Watershed worked with teachers, students, and community leaders to create the Master Plan and Schematic Design for a sustainably designed center for learning and the arts in downtown Fairhope.

The Master Plan for the Nest Campus includes three phases:

  1. A pavilion for educational programming and community events, restrooms and accessibility improvements to site and buildings. 

  2.  Adaptive reuse of four free-standing classrooms into office space, project based learning labs, community meeting space, restrooms, renovations and upgrades to an existing marine science lab.

  3. Renovations and upgrades to the existing marine science lab 

This cistern, at the northeast corner of the pavilion, includes a hand pump to engage students. The cistern overflows into a demonstration frog and toad habitat planted with wetland species.

Each phase includes landscaping and green infrastructure designed to demonstrate best practices in stormwater management and habitat restoration.

Phase I, the Pavilion at the Nest, a certified outdoor classroom, is now complete. The Pavilion integrates architecture and landscape into a living laboratory for environmental education. The Pavilion and landscape are the first phase of a master plan to expand an award-winning marine science laboratory for K-3 students into an educational enrichment campus for K-12 students, summer camps, professional education around project based learning, and fundraising events for the Fairhope Educational Enrichment Foundation.

A key project goal is provide memorable educational experience in nature, in order to help students connect the dots between the health of Mobile Bay ecosystems and the upstream buildings and landscapes in their communities.

Signage at each learning station identifies native plant species and uses QR codes to link to curriculum resources.

The pavilion is first and foremost a shade structure for outdoor education. The double roof design and ventilated walls maintain cool temperatures in the restrooms, even in the heat of a gulf coast summer. The outer roof also acts as a water collection surface, directing rainwater to 2 cisterns, a rain garden, a frog and toad habitat, and a bioswale. Toilets are flushed with rainwater, saving water and energy. Greywater is filtered through oyster shell and sand then treated by microbes in the landscape.

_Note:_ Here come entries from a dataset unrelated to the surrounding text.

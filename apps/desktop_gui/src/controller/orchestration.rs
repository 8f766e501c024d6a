//! Command orchestration helpers from UI actions to backend command queue.

use crossbeam_channel::{Sender, TrySendError};

use crate::backend_bridge::commands::BackendCommand;

pub fn dispatch_backend_command(
    cmd_tx: &Sender<BackendCommand>,
    cmd: BackendCommand,
    status: &mut String,
) {
    let cmd_name = cmd.name();
    match cmd_tx.try_send(cmd) {
        Ok(()) => tracing::debug!(command = cmd_name, "queued ui->backend command"),
        Err(TrySendError::Full(_)) => {
            *status = "UI command queue is full; please retry".to_string();
            tracing::warn!(command = cmd_name, "ui->backend command queue is full");
        }
        Err(TrySendError::Disconnected(_)) => {
            *status =
                "Backend worker is not running (startup failure?); restart the app".to_string();
            tracing::error!(command = cmd_name, "ui->backend command queue disconnected");
        }
    }
}

#[cfg(test)]
mod tests {
    use super::*;
    use crossbeam_channel::bounded;

    #[test]
    fn queued_command_reaches_backend() {
        let (tx, rx) = bounded(1);
        let mut status = String::new();
        dispatch_backend_command(&tx, BackendCommand::ReloadOptions, &mut status);
        assert_eq!(rx.try_recv().ok(), Some(BackendCommand::ReloadOptions));
        assert!(status.is_empty());
    }

    #[test]
    fn full_queue_reports_status() {
        let (tx, _rx) = bounded(1);
        let mut status = String::new();
        dispatch_backend_command(&tx, BackendCommand::BackToGoal, &mut status);
        dispatch_backend_command(&tx, BackendCommand::ResetAll, &mut status);
        assert_eq!(status, "UI command queue is full; please retry");
    }

    #[test]
    fn disconnected_backend_reports_status() {
        let (tx, rx) = bounded(1);
        drop(rx);
        let mut status = String::new();
        dispatch_backend_command(&tx, BackendCommand::DismissNotice, &mut status);
        assert!(status.contains("not running"));
    }
}
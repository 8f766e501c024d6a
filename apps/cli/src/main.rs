use anyhow::{anyhow, bail, Context, Result};
use clap::{Parser, Subcommand};
use client_core::{
    connect, load_settings, task_href, Completion, ExploreApi, GoalView, InteractionController,
    TaskDetailView,
};
use shared::domain::SubTask;
use tracing_subscriber::EnvFilter;

#[derive(Parser, Debug)]
#[command(name = "explore", about = "Break a goal into sub-tasks and explore ideas for each")]
struct Cli {
    /// Overrides `api_base_url` from settings.
    #[arg(long, global = true)]
    api_url: Option<String>,
    /// Overrides `database_url` from settings.
    #[arg(long, global = true)]
    database_url: Option<String>,
    #[command(subcommand)]
    command: Command,
}

#[derive(Subcommand, Debug)]
enum Command {
    /// Replace the sub-task list with a fresh decomposition of GOAL.
    Decompose {
        goal: String,
        /// Defaults to the stored personalization.
        #[arg(long)]
        personalization: Option<String>,
    },
    /// List the current sub-tasks.
    Tasks,
    /// Fetch ideas for a sub-task, given by number, text or route.
    Options {
        task: String,
        /// Check option N (1-based); repeatable.
        #[arg(long = "select", value_name = "N")]
        select: Vec<usize>,
        /// Append the checked options to personalization.
        #[arg(long)]
        commit: bool,
    },
    /// Show or replace the personalization text.
    Personalization {
        #[arg(long)]
        set: Option<String>,
    },
    /// Ask for a plan summary based on the goal and personalization.
    Summarize,
    /// Forget goal, sub-tasks, personalization and summary.
    Reset,
    /// Check the backend and the local store.
    Status,
}

#[tokio::main]
async fn main() -> Result<()> {
    tracing_subscriber::fmt()
        .with_env_filter(
            EnvFilter::try_from_default_env().unwrap_or_else(|_| EnvFilter::new("info")),
        )
        .with_writer(std::io::stderr)
        .init();

    let cli = Cli::parse();
    let mut settings = load_settings();
    if let Some(api_url) = cli.api_url {
        settings.api_base_url = api_url;
    }
    if let Some(database_url) = cli.database_url {
        settings.database_url = database_url;
    }

    let runtime = connect(&settings).await?;
    let controller = runtime.controller.as_ref();

    match cli.command {
        Command::Decompose {
            goal,
            personalization,
        } => {
            let personalization = match personalization {
                Some(text) => text,
                None => controller.snapshot().await.personalization,
            };
            match controller.decompose(&goal, &personalization).await? {
                Completion::Applied(_) => print_goal_view(controller).await,
                Completion::Skipped => println!("goal is empty; nothing to decompose"),
                Completion::Superseded => bail!("decomposition was superseded"),
            }
        }
        Command::Tasks => print_goal_view(controller).await,
        Command::Options {
            task,
            select,
            commit,
        } => {
            let tasks = controller.snapshot().await.tasks;
            let outcome = match pick_task(&tasks, &task) {
                Some(found) => controller.open_task(found.id).await?,
                None if task.starts_with('/') => controller.open_route(&task).await?,
                None => controller.open_route(&task_href(&task)).await?,
            };
            if !matches!(outcome, Completion::Applied(_)) {
                bail!("options for '{task}' were not applied");
            }

            for number in select {
                let index = number
                    .checked_sub(1)
                    .ok_or_else(|| anyhow!("option numbers start at 1"))?;
                controller.toggle_selection(index).await?;
            }

            let snapshot = controller.snapshot().await;
            let detail = TaskDetailView::from_snapshot(&snapshot)
                .context("task detail view is not active")?;
            print_task_detail(&detail);

            if commit {
                match controller.commit_selections().await? {
                    Some(updated) => println!("\npersonalization: {updated}"),
                    None => println!("\nnothing selected; personalization unchanged"),
                }
            }
        }
        Command::Personalization { set } => {
            if let Some(text) = set {
                controller.set_personalization(&text).await?;
            }
            println!("{}", controller.snapshot().await.personalization);
        }
        Command::Summarize => {
            let snapshot = controller.snapshot().await;
            if let Completion::Applied(summary) = controller
                .summarize(&snapshot.goal, &snapshot.personalization)
                .await?
            {
                println!("{summary}");
            }
        }
        Command::Reset => {
            controller.reset_all().await?;
            println!("cleared");
        }
        Command::Status => {
            let health = runtime
                .api
                .health()
                .await
                .with_context(|| format!("backend at {} is unreachable", settings.api_base_url))?;
            runtime
                .store
                .health_check()
                .await
                .context("local store health check failed")?;
            println!("backend: {}", health.status);
            println!("store: ok");
        }
    }

    Ok(())
}

/// A 1-based number from `explore tasks`, or an exact sub-task text.
fn pick_task<'a>(tasks: &'a [SubTask], arg: &str) -> Option<&'a SubTask> {
    if let Ok(number) = arg.parse::<usize>() {
        if let Some(task) = number.checked_sub(1).and_then(|index| tasks.get(index)) {
            return Some(task);
        }
    }
    tasks.iter().find(|task| task.text == arg)
}

async fn print_goal_view(controller: &InteractionController) {
    let view = GoalView::from_snapshot(&controller.snapshot().await);
    if !view.goal.is_empty() {
        println!("goal: {}", view.goal);
    }
    if view.entries.is_empty() {
        println!("no sub-tasks yet");
    }
    for (number, entry) in view.entries.iter().enumerate() {
        println!("{:>3}. {}  ({})", number + 1, entry.label, entry.href);
    }
    if let Some(summary) = view.summary {
        println!("\nsummary:\n{summary}");
    }
}

fn print_task_detail(detail: &TaskDetailView) {
    println!("{}", detail.title);
    if !detail.recommended.is_empty() {
        println!("\nrecommended: {}", detail.recommended);
    }
    for row in &detail.options {
        let mark = if row.checked { "x" } else { " " };
        println!("  [{mark}] {}. {}", row.index + 1, row.label);
    }
}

The pavilion structure utilizes a similar vocabulary of steel and masonry to the existing marine science lab and four classrooms next slated for revitalization. Cypress and pine are introduced as a biophilic counterpoint. Wood screens wrap the CMU restroom enclosures and enclose cisterns. The planks also create ventilated enclosures for seine nets and other field equipment used by students. Wood cladding provides sound dampening under both roofs. The wood adds character, texture, and a visible connection to local ecosystems.

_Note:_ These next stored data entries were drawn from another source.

use shared::{domain::SelectionOutOfRange, protocol::Endpoint};
use thiserror::Error;

#[derive(Debug, Clone, Copy, PartialEq, Eq)]
pub enum ErrorKind {
    Network,
    Status,
    InvalidResponse,
    Validation,
    Storage,
}

/// Failure of a controller operation or backend call.
///
/// Holds rendered messages rather than source errors so it can live in
/// per-call UI state and be broadcast to shells.
#[derive(Debug, Clone, PartialEq, Eq, Error)]
pub enum ClientError {
    #[error("network error calling {endpoint}: {message}")]
    Network { endpoint: Endpoint, message: String },
    #[error("{endpoint} failed with HTTP {status}: {message}")]
    Status {
        endpoint: Endpoint,
        status: u16,
        message: String,
    },
    #[error("invalid {endpoint} response: {reason}")]
    InvalidResponse { endpoint: Endpoint, reason: String },
    #[error("Add some personalization first")]
    PersonalizationRequired,
    #[error("unknown sub-task: {0}")]
    UnknownSubTask(String),
    #[error("no sub-task is open")]
    NoActiveTask,
    #[error(transparent)]
    SelectionOutOfRange(#[from] SelectionOutOfRange),
    #[error("storage error: {0}")]
    Storage(String),
}

impl ClientError {
    pub fn network(endpoint: Endpoint, err: &reqwest::Error) -> Self {
        let message = if err.is_timeout() {
            format!("request timed out: {err}")
        } else if err.is_connect() {
            format!("failed to connect: {err}")
        } else {
            err.to_string()
        };
        Self::Network { endpoint, message }
    }

    pub fn invalid_response(endpoint: Endpoint, reason: impl Into<String>) -> Self {
        Self::InvalidResponse {
            endpoint,
            reason: reason.into(),
        }
    }

    pub fn storage(err: anyhow::Error) -> Self {
        Self::Storage(format!("{err:#}"))
    }

    pub fn kind(&self) -> ErrorKind {
        match self {
            ClientError::Network { .. } => ErrorKind::Network,
            ClientError::Status { .. } => ErrorKind::Status,
            ClientError::InvalidResponse { .. } => ErrorKind::InvalidResponse,
            ClientError::PersonalizationRequired
            | ClientError::UnknownSubTask(_)
            | ClientError::NoActiveTask
            | ClientError::SelectionOutOfRange(_) => ErrorKind::Validation,
            ClientError::Storage(_) => ErrorKind::Storage,
        }
    }

    /// Whether re-issuing the same action may succeed.
    pub fn is_retryable(&self) -> bool {
        match self {
            ClientError::Network { .. } => true,
            ClientError::Status { status, .. } => *status >= 500 || *status == 429,
            _ => false,
        }
    }

    pub fn endpoint(&self) -> Option<Endpoint> {
        match self {
            ClientError::Network { endpoint, .. }
            | ClientError::Status { endpoint, .. }
            | ClientError::InvalidResponse { endpoint, .. } => Some(*endpoint),
            _ => None,
        }
    }
}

The gabion planters that step down the west side of the pavilion to the existing science lab incorporate pieces of structural terracotta blocks, locally known as “clay city tile”. The building material was ubiquitous in early Fairhope buildings but is quickly becoming lost to history.

Phase II will include the revitalization and expansion of four free-standing classrooms opening to the central business district. Phase III will include improvements to and expansion of the original marine science laboratory on site. Both phases include the continued development of the campus landscape as a living laboratory for habitat restoration and low-impact development.

The Pavilion bridges the existing successful marine science center and planned revitalization efforts to create a center for Education, Innovation and the Arts in the Center of downtown Fairhope.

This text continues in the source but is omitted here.